_WHAT IS REQUIRED_. All lines below containing the string "Some" are to be copied.

(Stored items)

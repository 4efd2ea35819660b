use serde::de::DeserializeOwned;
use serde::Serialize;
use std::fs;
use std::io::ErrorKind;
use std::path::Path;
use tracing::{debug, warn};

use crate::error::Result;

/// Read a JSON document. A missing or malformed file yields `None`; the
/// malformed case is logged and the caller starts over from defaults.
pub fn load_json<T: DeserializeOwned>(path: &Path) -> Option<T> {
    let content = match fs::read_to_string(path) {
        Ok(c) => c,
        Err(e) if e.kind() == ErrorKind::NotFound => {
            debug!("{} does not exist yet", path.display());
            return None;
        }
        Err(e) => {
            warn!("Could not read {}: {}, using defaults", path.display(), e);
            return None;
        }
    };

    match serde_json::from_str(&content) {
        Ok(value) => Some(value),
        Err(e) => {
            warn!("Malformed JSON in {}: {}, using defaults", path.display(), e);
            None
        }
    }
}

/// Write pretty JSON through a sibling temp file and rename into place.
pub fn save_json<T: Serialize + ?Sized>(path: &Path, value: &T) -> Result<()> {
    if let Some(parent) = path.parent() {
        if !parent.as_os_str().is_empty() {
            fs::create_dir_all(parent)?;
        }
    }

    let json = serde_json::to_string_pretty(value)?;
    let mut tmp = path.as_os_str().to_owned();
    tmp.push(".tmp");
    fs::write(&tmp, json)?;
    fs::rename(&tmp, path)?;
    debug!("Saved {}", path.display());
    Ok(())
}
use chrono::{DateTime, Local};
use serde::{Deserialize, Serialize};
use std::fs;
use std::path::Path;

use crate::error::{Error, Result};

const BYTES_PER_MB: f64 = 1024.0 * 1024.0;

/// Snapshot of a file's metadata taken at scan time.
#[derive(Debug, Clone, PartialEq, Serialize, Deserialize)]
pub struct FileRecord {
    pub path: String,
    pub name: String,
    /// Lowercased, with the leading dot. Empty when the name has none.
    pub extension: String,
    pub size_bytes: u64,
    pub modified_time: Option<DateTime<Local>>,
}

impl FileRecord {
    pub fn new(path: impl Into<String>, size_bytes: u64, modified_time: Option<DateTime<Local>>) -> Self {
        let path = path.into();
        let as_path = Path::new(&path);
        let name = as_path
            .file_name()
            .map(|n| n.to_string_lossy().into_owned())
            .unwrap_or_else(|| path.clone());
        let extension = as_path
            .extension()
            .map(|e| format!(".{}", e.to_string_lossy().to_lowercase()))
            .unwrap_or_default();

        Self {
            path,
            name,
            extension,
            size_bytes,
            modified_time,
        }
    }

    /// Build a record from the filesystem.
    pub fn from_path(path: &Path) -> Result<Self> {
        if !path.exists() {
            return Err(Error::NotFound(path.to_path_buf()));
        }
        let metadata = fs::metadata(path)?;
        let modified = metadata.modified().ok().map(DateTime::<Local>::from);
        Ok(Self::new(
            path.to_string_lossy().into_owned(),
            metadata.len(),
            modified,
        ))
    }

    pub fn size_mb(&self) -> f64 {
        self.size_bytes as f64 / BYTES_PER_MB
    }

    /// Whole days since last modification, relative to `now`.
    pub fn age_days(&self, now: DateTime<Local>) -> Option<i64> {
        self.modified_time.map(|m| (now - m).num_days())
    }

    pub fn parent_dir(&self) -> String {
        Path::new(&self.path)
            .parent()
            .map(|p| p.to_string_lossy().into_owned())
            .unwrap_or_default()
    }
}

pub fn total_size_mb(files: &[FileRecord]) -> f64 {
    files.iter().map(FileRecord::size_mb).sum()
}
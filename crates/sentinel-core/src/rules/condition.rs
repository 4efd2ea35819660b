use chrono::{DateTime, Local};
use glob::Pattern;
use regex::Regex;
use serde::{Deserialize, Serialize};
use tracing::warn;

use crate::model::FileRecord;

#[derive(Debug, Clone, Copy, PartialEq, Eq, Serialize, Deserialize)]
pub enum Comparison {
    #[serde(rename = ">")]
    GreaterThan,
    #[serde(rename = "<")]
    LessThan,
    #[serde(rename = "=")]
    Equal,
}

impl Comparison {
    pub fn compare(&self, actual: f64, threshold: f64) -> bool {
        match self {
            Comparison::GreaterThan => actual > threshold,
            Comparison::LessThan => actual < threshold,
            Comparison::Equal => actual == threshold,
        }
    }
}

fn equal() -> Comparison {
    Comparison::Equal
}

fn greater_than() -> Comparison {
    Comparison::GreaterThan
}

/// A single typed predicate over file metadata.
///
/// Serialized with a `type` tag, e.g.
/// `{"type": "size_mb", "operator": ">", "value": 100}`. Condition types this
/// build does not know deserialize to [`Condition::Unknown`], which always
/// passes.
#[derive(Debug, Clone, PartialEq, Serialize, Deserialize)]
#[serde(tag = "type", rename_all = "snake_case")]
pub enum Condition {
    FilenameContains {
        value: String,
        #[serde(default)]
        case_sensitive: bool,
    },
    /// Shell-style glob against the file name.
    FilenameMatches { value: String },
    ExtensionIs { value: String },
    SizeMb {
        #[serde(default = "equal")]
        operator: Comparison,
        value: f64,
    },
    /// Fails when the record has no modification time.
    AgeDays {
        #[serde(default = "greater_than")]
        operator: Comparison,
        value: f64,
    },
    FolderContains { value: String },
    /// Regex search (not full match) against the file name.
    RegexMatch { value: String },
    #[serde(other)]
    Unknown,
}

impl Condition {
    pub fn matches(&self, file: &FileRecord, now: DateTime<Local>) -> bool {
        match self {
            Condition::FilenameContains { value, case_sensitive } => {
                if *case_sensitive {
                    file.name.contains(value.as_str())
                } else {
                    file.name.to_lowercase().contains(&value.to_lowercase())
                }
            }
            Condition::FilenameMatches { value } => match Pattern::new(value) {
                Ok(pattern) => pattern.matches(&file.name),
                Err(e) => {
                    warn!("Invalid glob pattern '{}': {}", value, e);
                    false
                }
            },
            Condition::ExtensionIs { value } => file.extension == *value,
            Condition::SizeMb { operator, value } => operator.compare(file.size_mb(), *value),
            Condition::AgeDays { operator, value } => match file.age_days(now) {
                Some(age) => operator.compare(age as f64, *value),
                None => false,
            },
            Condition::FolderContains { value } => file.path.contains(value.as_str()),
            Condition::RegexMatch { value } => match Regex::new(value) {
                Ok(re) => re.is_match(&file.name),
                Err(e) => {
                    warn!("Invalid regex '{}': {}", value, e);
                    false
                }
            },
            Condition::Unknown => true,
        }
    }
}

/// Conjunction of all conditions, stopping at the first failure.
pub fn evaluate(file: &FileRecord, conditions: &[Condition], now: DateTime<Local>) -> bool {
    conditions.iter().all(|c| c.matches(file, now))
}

_TASK RESPONSE_.
        Ok(value) => Some(value),
    if let Some(parent) = path.parent() {
                Some(age) => operator.compare(age as f64, *value),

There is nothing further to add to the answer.